Tuesday, December 6, 2011

Paulson Takes it on the Chin

John Paulson is probably the most celebrated hedge fund manager in the world. For those of you who have been living under a rock for the past few years, he rose to prominence after one of his funds returned just under 600% in 2007 after taking long positions in CDOs which tracked MBS backed by sub-prime mortgages. This trade has been the inspiration for two books: Gregory Zuckerman's "The Greatest Trade Ever" and Michael Lewis' "The Big Short", and the basis for a record-setting settlement in an SEC case filed against Goldman Sachs.

Although he was not the only one to see through the mess of subprime mortgage securitization, he certainly profited the most handsomely. He followed up this bet with short positions in select financial firms in 2008 and reversed this position in time to catch the epic rally in bank stocks from the March 2009 lows.

Lately however, he has been giving his profits back. His largest fund is down 46% year to date (here), representing approximately $9 billion in losses. In response, Paulson is reportedly scaling back risk, which will make it awfully effectively impossible for him to reclaim his high water. Presumably massive redemption requests are in the mail.

Personally, I have always thought that Paulson was a considerably over-hyped. Before his subprime bet, he was an also-ran in the merger arbitrage space. Yes, he made one fantastic call but if he was a mediocre merger-arb manager, how does one call make him a savant? His bets on a vigorous economic recovery have made it quite clear that he (and his analysts) do not understand what a post credit-bubble economy looks like. The fact that he held somewhere around $1B of Sino-Forest stock speaks volumes to his due diligence practices.

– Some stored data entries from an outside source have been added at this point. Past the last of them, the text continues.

//! Configuration validation utilities.

use super::error::{ConfigError, ConfigResult};
use super::schema::{CommandsConfig, LogOutput, LoggingConfig, RelayConfig};

/// Validates the entire configuration.
pub fn validate_config(config: &RelayConfig) -> ConfigResult<()> {
    validate_commands_config(&config.commands)?;
    validate_logging_config(&config.logging)?;
    Ok(())
}

/// Validates command trigger settings.
fn validate_commands_config(commands: &CommandsConfig) -> ConfigResult<()> {
    if commands.prefix.is_empty() {
        return Err(ConfigError::missing_field("commands.prefix"));
    }

    if commands.prefix.starts_with(char::is_whitespace) {
        return Err(ConfigError::validation(
            "Command prefix cannot start with whitespace",
        ));
    }

    Ok(())
}

/// Validates logging settings.
fn validate_logging_config(logging: &LoggingConfig) -> ConfigResult<()> {
    if logging.output == LogOutput::File && logging.file_path.is_none() {
        return Err(ConfigError::missing_field("logging.file_path"));
    }

    if logging.max_files == 0 {
        return Err(ConfigError::validation("logging.max_files must be at least 1"));
    }

    Ok(())
}

#[cfg(test)]
mod tests {
    use super::*;

    #[test]
    fn test_validate_default_config() {
        let config = RelayConfig::default();
        assert!(validate_config(&config).is_ok());
    }

    #[test]
    fn test_validate_prefix() {
        let mut config = RelayConfig::default();
        config.commands.prefix = String::new();
        assert!(matches!(
            validate_config(&config),
            Err(ConfigError::MissingField { .. })
        ));

        config.commands.prefix = " !".into();
        assert!(matches!(
            validate_config(&config),
            Err(ConfigError::ValidationError { .. })
        ));
    }

    #[test]
    fn test_validate_file_output() {
        let mut config = RelayConfig::default();
        config.logging.output = LogOutput::File;
        assert!(validate_config(&config).is_err());

        config.logging.file_path = Some("logs/relay.log".into());
        assert!(validate_config(&config).is_ok());
    }
}
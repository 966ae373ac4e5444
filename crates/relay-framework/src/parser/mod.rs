//! Event parsers.
//!
//! A parser wraps one inbound event and turns it into handler arguments in
//! three steps:
//!
//! 1. construction decides whether the event is a command at all and exposes
//!    its command name and sub-path;
//! 2. [`CommandParser::bind_properties`] pairs raw option mappings with the
//!    resolved descriptor's declared options, one slot per option;
//! 3. [`CommandParser::build_invocation_arguments`] coerces every bound slot
//!    by its declared type and prepends the style-neutral event.
//!
//! | Parser | Source | Binding |
//! |---|---|---|
//! | [`PrefixCommandParser`] | text message | positional, raw tokens |
//! | [`SlashCommandParser`] | slash interaction | by declared name |
//! | [`HybridCommandParser`] | either | delegates, re-wraps mappings |

mod hybrid;
mod prefix;
mod slash;

pub use hybrid::{HybridCommandParser, HybridOptionMapping, HybridParserSource};
pub use prefix::{PrefixCommandParser, PrefixOptionMapping, PrefixTrigger};
pub use slash::{SlashCommandParser, SlashOptionMapping};

use std::fmt;

use crate::argument::{Argument, InvocationArguments};
use crate::descriptor::OptionDescriptor;
use crate::event::CommandEvent;
use relay_core::{Attachment, Channel, Member, Mentionable, OptionType, Role, User};

// ============================================================================
// CommandPath
// ============================================================================

/// Where in the command tree an event resolved to.
#[derive(Debug, Clone, PartialEq, Eq, Default)]
pub enum CommandPath {
    /// The command's own entry point.
    #[default]
    TopLevel,
    /// A direct subcommand.
    Subcommand(String),
    /// A subcommand inside a group.
    SubcommandInGroup {
        /// Group name.
        group: String,
        /// Subcommand name.
        subcommand: String,
    },
}

impl CommandPath {
    /// Number of name tokens the path consumes, counting the command name.
    pub fn depth(&self) -> usize {
        match self {
            Self::TopLevel => 1,
            Self::Subcommand(_) => 2,
            Self::SubcommandInGroup { .. } => 3,
        }
    }

    /// Returns the space separated full name under `command`.
    pub fn qualified(&self, command: &str) -> String {
        match self {
            Self::TopLevel => command.to_string(),
            Self::Subcommand(sub) => format!("{command} {sub}"),
            Self::SubcommandInGroup { group, subcommand } => {
                format!("{command} {group} {subcommand}")
            }
        }
    }
}

impl fmt::Display for CommandPath {
    fn fmt(&self, f: &mut fmt::Formatter<'_>) -> fmt::Result {
        match self {
            Self::TopLevel => f.write_str("top-level"),
            Self::Subcommand(sub) => write!(f, "subcommand {sub}"),
            Self::SubcommandInGroup { group, subcommand } => {
                write!(f, "subcommand {subcommand} in group {group}")
            }
        }
    }
}

// ============================================================================
// Option mappings
// ============================================================================

/// A raw option value as a parser sees it.
///
/// The accessors are lossy: each returns `None` when the value has no view of
/// that kind.
pub trait CommandOptionMapping: fmt::Debug + Clone + Send + Sync {
    /// Returns the option name.
    fn name(&self) -> &str;
    /// Returns the option type.
    fn kind(&self) -> OptionType;
    /// Views the value as a boolean.
    fn as_bool(&self) -> Option<bool>;
    /// Views the value as an integer.
    fn as_long(&self) -> Option<i64>;
    /// Views the value as a floating point number.
    fn as_double(&self) -> Option<f64>;
    /// Returns the value's string form.
    fn as_string(&self) -> Option<String>;
    /// Views the value as a user.
    fn as_user(&self) -> Option<User>;
    /// Views the value as a guild member.
    fn as_member(&self) -> Option<Member>;
    /// Views the value as a channel.
    fn as_channel(&self) -> Option<Channel>;
    /// Views the value as a role.
    fn as_role(&self) -> Option<Role>;
    /// Views the value as a mentionable entity.
    fn as_mentionable(&self) -> Option<Mentionable>;
    /// Views the value as an attachment.
    fn as_attachment(&self) -> Option<Attachment>;

    /// Coerces the value to the declared option type.
    fn to_argument(&self, kind: OptionType) -> Option<Argument> {
        coerce(self, kind)
    }
}

/// The shared coercion table.
///
/// Types outside the table yield `None`.
pub fn coerce<M>(mapping: &M, kind: OptionType) -> Option<Argument>
where
    M: CommandOptionMapping + ?Sized,
{
    match kind {
        OptionType::Boolean => mapping.as_bool().map(Argument::Boolean),
        OptionType::Channel => mapping.as_channel().map(Argument::Channel),
        OptionType::Integer => mapping.as_long().map(Argument::Integer),
        OptionType::Mentionable => mapping.as_mentionable().map(Argument::Mentionable),
        OptionType::Number => mapping.as_double().map(Argument::Number),
        OptionType::String => mapping.as_string().map(Argument::String),
        OptionType::User => mapping.as_user().map(|user| Argument::User {
            user,
            member: mapping.as_member(),
        }),
        OptionType::Role => mapping.as_role().map(Argument::Role),
        OptionType::Attachment
        | OptionType::Subcommand
        | OptionType::SubcommandGroup
        | OptionType::Unknown => None,
    }
}

/// One declared option paired with the mapping bound to it.
#[derive(Debug, Clone)]
pub struct BoundSlot<M> {
    /// Declared option type.
    pub kind: OptionType,
    /// Bound mapping, if the event supplied one.
    pub mapping: Option<M>,
}

impl<M: CommandOptionMapping> BoundSlot<M> {
    fn argument(&self) -> Option<Argument> {
        self.mapping.as_ref().and_then(|m| m.to_argument(self.kind))
    }
}

// ============================================================================
// CommandParser
// ============================================================================

/// Behavior shared by the three parsers.
pub trait CommandParser {
    /// The mapping type this parser produces.
    type Mapping: CommandOptionMapping;

    /// Returns the style-neutral event handed to the handler.
    fn resolve_source_event(&self) -> CommandEvent;

    /// Binds the event's raw options to `options`, declared at `path`.
    fn bind_properties(&mut self, path: &CommandPath, options: &[OptionDescriptor]);

    /// Returns one slot per declared option.
    fn bound_slots(&self) -> &[BoundSlot<Self::Mapping>];

    /// Returns the mappings that were actually bound.
    fn option_mappings(&self) -> Vec<Self::Mapping> {
        self.bound_slots()
            .iter()
            .filter_map(|slot| slot.mapping.clone())
            .collect()
    }

    /// Builds `[event, option 1, .., option n]`.
    ///
    /// Missing values and failed coercions become empty slots; the argument
    /// list always has one slot per declared option.
    fn build_invocation_arguments(&self) -> InvocationArguments {
        let values = self.bound_slots().iter().map(BoundSlot::argument).collect();
        InvocationArguments::new(self.resolve_source_event(), values)
    }
}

Paulson's investment attributes aside though, he may be suffering from a very common problem in the hedge fund world - size begetting poor performance. FTAlphaville recently posted an article summarizing a comprehensive report of hedge fund returns (here):
Using data from 1980 to 2008, the authors calculated the compound annual return for the average hedge fund to be 13.8%... The dollar-weighted number is a much better proxy for actual profits earned by investors in hedge funds. For the whole period 1980-2008 that number is 6.1% as opposed to the 13.8% headline number.
It is a common refrain that the best returns are earned when a fund is in its infancy, but it is nice to see someone actually run the numbers to confirm it. Combine that fact with the astronomical growth in Paulson & Co's assets under management (and a manager with dubious global macro credentials), and the -50% annualized return becomes much less of a surprise.

I would not be surprised if Paulson & Co shuts up shop sometime in 2012.